With great, muscle-shaking effort, her lips parted, and her jaw creaked like wood about to break as her teeth opened. As her tongue twitched, he narrowed his eyes, snapping his head from side to side, and he slammed those pearly whites, her perfectly straight teeth that had cost her parents thousands, together with the force of a hammer striking an anvil. “No, no,” he whispered. “You’ve said enough.”

He cocked his head to the side, watching hot blood paint a portrait of pain on her flanks, drip, drip, dripping to the gray dirt, making it black, like his soul. “Oh, I think you can do better than this,” he said. “Don’t you?”

Her eyes widened, and a muffled moan escaped from deep within her chest.

“Well, I think so, and that’s really what matters. Don’t you agree, sugar?”

Tears pooled in her eyes as the knife flicked upward, the clip point moving toward her throat, slitting the pretty pink T-shirt to the collar, leaving blood welling from the shallow red line the Bowie had left from her belly button to her sternum.

“Well, that won’t do, will it?” he asked her. “It’s always awkward the first time you get naked with someone, right? Let’s get it out of the way, shall we? Like a band-aid.” He ripped her T-shirt away, exposing her breasts. With one tapered finger that seemed more claw than human appendage, he jabbed her right breast. “I was never much of a student,” he said. “Always too busy planning my next conquest, my next caper. And I just didn’t see the sense of a formal education given my nature, my abilities…my proclivities. Oh, well.” He shrugged, then leveled his gaze on her face and stared into her eyes, showing her his sharpened teeth. “Would you believe I don’t even know how those magical mounds work? I mean, what are they? Bags? Milk factories? Dirty pillows? What?” Beneath him, her eyes rounded until he could see white all the way around her hazel irises. Again, he flicked her right breast with a long finger, his long sharp nail leaving a scratch through her areola. “And what’s this part? Why is it a different color?”

Her lips quivered, and her eyes rolled like those of a horse trapped in its stall as the barn burned around it.

“Oh, I love this! You’re so much more fun than the others!” He drew her zipper the rest of the way down with a dainty hand, pinky finger extended like at a formal tea. “I really have no idea how I’ll get these off if you don’t help. What do you say? Hmm?

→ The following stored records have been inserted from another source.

//! Shared helpers for the iris-core integration tests

#![allow(dead_code)]

use iris_core::Scheduler;
use std::sync::Once;
use std::thread;
use std::time::{Duration, Instant};

/// Generous upper bound for anything the tests wait on
pub const TIMEOUT: Duration = Duration::from_secs(10);

static TRACING: Once = Once::new();

/// Route `tracing` output through the test harness (`RUST_LOG` to enable)
pub fn init_tracing() {
    TRACING.call_once(|| {
        let _ = tracing_subscriber::fmt()
            .with_env_filter(tracing_subscriber::EnvFilter::from_default_env())
            .with_test_writer()
            .try_init();
    });
}

/// Shared-queue scheduler with `workers` threads
pub fn shared_scheduler(workers: usize) -> Scheduler {
    init_tracing();
    Scheduler::with_workers(workers).expect("scheduler")
}

/// Work-stealing scheduler with `workers` threads
pub fn stealing_scheduler(workers: usize) -> Scheduler {
    init_tracing();
    Scheduler::work_stealing(workers).expect("scheduler")
}

/// Poll `condition` until it holds or [`TIMEOUT`] elapses
pub fn wait_until(mut condition: impl FnMut() -> bool) -> bool {
    let deadline = Instant::now() + TIMEOUT;
    while Instant::now() < deadline {
        if condition() {
            return true;
        }
        thread::sleep(Duration::from_millis(1));
    }
    condition()
}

Cooperation is the first step of teamwork, right?” He gave the open waistband a desultory tug. “I guess we could cut them off with our knife if you’d like.” The Bowie danced to the bottom of the zipper, more tears leaking down her cheeks, more red snakes cavorting on her belly.

He turned her hand, putting the flat of the wide Damascus blade on her lower belly, then slid it between her skin and the black lace peeking out from her fly. He grinned and winked at her, and her hand jerked, slicing through the thick denim, stabbing through it, ripping it to shreds as if the shorts were no more than tissue paper rather than thick denim. More blood welled from her butter-smooth skin, this time, a bright red arrow pointing at her sex.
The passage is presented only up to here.